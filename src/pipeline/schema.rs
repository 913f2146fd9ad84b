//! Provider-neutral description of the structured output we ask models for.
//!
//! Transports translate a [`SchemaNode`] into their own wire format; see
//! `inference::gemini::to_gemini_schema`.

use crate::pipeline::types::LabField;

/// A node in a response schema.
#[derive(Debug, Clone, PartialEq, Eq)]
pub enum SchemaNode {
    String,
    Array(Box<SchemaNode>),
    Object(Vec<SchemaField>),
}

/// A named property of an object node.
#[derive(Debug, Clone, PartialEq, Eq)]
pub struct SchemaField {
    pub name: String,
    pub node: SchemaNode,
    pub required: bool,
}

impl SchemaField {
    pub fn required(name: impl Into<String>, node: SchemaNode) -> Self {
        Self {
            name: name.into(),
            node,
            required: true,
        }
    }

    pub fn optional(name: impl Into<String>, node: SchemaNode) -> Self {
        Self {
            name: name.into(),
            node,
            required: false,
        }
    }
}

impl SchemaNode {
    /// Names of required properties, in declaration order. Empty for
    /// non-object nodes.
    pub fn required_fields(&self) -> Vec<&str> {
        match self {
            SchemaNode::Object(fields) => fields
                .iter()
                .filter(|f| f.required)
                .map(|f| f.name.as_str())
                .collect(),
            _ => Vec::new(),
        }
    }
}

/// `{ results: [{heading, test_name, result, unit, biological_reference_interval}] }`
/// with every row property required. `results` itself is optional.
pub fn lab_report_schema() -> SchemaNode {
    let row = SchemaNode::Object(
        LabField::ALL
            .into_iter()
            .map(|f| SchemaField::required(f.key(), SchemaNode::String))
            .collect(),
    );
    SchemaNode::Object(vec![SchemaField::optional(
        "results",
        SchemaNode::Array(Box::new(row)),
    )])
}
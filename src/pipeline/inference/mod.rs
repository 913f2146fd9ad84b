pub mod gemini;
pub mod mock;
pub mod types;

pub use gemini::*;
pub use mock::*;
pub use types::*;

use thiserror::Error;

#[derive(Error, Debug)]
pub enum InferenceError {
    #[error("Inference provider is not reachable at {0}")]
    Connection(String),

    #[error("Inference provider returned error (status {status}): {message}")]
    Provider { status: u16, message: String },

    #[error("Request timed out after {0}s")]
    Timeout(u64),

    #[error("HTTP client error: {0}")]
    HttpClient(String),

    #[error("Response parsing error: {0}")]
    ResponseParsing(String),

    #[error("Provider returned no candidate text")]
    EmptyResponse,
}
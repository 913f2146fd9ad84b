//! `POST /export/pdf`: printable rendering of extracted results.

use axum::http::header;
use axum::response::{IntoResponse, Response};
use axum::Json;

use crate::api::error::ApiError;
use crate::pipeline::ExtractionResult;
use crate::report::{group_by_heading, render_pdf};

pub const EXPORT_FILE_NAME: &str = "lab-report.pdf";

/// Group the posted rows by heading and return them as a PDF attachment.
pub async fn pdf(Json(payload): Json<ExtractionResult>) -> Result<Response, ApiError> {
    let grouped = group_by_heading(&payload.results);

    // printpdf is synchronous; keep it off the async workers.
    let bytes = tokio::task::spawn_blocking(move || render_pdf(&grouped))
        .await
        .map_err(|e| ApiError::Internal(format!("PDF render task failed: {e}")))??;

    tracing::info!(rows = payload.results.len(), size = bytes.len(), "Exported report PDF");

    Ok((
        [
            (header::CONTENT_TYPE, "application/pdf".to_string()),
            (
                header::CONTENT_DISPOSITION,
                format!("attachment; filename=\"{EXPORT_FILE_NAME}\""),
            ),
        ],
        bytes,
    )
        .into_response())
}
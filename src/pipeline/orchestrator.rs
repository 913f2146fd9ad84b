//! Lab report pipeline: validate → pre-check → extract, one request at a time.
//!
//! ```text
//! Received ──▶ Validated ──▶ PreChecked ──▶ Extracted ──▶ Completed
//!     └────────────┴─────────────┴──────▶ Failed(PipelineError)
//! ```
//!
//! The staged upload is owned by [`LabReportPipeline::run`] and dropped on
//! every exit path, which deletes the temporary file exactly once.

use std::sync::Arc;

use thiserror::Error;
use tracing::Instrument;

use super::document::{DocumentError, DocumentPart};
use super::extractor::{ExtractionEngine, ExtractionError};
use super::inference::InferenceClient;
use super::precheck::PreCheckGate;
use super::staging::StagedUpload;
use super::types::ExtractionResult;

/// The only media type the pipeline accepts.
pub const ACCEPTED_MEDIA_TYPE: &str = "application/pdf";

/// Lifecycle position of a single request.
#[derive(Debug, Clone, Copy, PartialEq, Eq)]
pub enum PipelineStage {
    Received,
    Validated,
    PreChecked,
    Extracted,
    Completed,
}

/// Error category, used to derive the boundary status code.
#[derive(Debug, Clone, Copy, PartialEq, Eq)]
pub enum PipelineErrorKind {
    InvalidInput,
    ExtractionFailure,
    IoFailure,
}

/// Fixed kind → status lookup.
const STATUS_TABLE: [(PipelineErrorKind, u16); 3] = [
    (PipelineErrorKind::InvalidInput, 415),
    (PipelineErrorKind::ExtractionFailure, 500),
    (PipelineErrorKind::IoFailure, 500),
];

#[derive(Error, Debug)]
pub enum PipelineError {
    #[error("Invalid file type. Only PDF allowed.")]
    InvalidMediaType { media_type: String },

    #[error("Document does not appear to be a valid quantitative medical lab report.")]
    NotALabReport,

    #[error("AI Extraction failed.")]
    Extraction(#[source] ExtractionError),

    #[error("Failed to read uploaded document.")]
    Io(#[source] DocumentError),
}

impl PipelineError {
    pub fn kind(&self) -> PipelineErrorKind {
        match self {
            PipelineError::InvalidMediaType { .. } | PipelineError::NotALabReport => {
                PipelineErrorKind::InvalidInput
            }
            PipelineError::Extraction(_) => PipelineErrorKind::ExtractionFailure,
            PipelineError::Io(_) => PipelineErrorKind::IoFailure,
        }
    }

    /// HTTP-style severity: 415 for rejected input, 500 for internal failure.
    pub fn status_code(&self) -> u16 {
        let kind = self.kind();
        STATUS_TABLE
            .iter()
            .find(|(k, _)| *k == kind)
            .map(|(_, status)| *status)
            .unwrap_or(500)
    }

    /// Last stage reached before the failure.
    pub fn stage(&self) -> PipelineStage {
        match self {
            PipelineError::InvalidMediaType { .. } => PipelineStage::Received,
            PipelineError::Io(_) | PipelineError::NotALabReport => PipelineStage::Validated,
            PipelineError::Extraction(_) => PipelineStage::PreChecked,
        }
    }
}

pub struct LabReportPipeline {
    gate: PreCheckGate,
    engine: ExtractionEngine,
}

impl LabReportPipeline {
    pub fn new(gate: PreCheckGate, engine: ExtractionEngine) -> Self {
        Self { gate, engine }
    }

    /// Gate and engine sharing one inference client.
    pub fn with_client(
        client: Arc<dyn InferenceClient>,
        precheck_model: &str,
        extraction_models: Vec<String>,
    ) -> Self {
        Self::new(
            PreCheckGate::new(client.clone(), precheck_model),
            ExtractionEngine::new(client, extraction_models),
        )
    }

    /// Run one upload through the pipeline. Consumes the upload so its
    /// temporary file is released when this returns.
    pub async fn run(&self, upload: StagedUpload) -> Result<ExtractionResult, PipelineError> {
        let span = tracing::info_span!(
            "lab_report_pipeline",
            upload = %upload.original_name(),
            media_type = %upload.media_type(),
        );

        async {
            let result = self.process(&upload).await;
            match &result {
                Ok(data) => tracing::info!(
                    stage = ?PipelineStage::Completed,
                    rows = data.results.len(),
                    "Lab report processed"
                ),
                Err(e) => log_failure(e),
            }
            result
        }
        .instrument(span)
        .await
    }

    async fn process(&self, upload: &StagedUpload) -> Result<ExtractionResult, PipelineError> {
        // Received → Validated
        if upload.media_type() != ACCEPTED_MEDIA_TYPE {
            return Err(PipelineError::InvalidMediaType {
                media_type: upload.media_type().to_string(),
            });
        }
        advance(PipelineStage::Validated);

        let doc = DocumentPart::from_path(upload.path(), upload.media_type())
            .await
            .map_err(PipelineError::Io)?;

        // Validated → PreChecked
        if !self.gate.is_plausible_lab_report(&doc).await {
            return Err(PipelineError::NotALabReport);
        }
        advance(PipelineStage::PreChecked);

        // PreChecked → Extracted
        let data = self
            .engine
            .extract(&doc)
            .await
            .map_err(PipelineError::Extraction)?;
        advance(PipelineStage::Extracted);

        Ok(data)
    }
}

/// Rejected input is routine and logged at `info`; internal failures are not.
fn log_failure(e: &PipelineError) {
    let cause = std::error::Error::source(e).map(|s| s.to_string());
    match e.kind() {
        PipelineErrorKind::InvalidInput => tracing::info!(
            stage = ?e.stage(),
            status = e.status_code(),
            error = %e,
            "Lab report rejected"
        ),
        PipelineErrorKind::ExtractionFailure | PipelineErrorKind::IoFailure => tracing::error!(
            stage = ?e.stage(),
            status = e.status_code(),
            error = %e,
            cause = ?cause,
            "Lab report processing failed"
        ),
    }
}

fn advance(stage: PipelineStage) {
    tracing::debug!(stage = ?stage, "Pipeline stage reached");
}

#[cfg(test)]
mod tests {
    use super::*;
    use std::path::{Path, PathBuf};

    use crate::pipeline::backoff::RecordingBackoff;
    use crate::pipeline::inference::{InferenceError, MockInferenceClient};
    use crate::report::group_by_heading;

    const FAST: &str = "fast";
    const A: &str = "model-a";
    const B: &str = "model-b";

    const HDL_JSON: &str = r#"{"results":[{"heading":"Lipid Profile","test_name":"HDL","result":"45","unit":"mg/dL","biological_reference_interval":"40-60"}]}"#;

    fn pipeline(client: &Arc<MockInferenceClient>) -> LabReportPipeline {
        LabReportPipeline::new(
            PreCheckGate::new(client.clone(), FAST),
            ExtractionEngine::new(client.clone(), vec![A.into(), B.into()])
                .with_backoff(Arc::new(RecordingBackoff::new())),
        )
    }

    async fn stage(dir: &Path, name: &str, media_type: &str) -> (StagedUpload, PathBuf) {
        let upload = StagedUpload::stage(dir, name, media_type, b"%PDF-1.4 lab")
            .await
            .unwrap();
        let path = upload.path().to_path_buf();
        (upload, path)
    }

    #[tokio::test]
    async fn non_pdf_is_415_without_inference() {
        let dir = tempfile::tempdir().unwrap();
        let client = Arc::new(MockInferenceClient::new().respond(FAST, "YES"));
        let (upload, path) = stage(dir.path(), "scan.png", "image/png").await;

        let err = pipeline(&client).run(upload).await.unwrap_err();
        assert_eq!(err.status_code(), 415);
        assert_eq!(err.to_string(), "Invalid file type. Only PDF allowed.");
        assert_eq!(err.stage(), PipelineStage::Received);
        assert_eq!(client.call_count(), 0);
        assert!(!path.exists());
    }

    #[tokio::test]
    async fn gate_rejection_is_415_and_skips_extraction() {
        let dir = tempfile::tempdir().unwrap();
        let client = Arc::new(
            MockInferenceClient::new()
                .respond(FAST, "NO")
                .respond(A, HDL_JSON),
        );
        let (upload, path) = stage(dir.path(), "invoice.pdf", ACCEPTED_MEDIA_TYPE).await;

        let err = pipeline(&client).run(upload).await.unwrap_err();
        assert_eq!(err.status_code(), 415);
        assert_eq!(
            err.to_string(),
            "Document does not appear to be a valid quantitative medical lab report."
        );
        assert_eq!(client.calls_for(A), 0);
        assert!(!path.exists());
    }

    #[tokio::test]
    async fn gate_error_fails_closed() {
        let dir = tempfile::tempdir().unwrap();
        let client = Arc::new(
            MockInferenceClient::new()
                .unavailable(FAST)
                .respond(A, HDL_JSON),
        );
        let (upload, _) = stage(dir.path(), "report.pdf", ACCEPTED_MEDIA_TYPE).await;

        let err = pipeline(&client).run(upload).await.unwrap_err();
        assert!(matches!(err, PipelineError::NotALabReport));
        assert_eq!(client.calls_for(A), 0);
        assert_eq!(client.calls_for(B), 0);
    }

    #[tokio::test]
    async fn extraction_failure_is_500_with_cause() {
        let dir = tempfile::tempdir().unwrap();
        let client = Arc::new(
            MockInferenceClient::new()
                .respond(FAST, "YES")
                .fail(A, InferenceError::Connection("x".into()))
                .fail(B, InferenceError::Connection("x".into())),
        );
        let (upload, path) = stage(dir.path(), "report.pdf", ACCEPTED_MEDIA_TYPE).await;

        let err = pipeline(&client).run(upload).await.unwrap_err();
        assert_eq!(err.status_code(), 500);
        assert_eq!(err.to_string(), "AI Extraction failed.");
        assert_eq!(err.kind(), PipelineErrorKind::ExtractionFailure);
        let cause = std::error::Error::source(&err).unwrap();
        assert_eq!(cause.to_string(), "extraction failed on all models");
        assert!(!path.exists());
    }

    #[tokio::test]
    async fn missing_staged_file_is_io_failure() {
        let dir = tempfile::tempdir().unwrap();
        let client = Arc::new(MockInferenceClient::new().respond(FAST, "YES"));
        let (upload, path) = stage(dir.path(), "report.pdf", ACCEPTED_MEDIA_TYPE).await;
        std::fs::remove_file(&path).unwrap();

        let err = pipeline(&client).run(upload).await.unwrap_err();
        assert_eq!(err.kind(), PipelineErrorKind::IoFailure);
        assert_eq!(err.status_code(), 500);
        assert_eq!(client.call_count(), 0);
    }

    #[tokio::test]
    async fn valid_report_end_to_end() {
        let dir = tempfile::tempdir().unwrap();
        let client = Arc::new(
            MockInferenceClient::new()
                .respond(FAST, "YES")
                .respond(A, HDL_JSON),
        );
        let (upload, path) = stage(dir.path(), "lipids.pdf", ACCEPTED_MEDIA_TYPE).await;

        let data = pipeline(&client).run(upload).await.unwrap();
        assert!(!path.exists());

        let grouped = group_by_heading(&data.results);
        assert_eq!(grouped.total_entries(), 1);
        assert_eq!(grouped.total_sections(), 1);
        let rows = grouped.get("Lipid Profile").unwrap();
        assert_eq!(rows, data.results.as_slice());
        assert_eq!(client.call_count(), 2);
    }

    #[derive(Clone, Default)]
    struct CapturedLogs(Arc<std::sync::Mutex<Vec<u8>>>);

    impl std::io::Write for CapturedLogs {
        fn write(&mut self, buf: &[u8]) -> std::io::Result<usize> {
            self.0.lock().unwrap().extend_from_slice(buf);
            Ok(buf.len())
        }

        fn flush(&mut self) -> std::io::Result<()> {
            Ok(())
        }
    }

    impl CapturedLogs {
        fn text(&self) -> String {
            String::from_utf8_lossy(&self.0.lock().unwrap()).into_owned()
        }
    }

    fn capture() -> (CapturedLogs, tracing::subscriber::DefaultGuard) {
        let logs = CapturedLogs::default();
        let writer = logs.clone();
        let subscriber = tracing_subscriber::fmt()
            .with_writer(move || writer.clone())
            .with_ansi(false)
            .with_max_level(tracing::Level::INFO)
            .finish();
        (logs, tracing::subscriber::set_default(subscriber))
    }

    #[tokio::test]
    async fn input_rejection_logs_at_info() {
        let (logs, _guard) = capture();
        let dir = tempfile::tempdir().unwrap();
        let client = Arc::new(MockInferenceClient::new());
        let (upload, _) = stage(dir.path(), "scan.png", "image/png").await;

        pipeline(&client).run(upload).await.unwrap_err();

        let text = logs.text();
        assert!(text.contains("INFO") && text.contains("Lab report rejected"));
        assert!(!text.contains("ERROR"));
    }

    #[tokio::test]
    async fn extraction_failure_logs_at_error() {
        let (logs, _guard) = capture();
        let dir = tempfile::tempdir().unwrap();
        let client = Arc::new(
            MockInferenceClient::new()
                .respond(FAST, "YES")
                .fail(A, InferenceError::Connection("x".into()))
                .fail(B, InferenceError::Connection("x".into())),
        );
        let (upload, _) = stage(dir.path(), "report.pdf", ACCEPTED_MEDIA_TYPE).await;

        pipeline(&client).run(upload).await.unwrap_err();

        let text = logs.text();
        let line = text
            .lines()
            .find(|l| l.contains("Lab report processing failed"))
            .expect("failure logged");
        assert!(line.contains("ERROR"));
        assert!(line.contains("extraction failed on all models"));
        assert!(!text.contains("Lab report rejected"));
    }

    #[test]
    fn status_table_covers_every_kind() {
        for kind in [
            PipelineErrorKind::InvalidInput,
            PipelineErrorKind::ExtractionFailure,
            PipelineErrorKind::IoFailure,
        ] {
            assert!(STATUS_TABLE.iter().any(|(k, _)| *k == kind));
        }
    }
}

### What you need to do
Go through the listing above. Show each line where the word "IoFailure" is found.

### Exercise answer
    IoFailure,
    (PipelineErrorKind::IoFailure, 500),
            PipelineError::Io(_) => PipelineErrorKind::IoFailure,
        PipelineErrorKind::ExtractionFailure | PipelineErrorKind::IoFailure => tracing::error!(
        assert_eq!(err.kind(), PipelineErrorKind::IoFailure);
            PipelineErrorKind::IoFailure,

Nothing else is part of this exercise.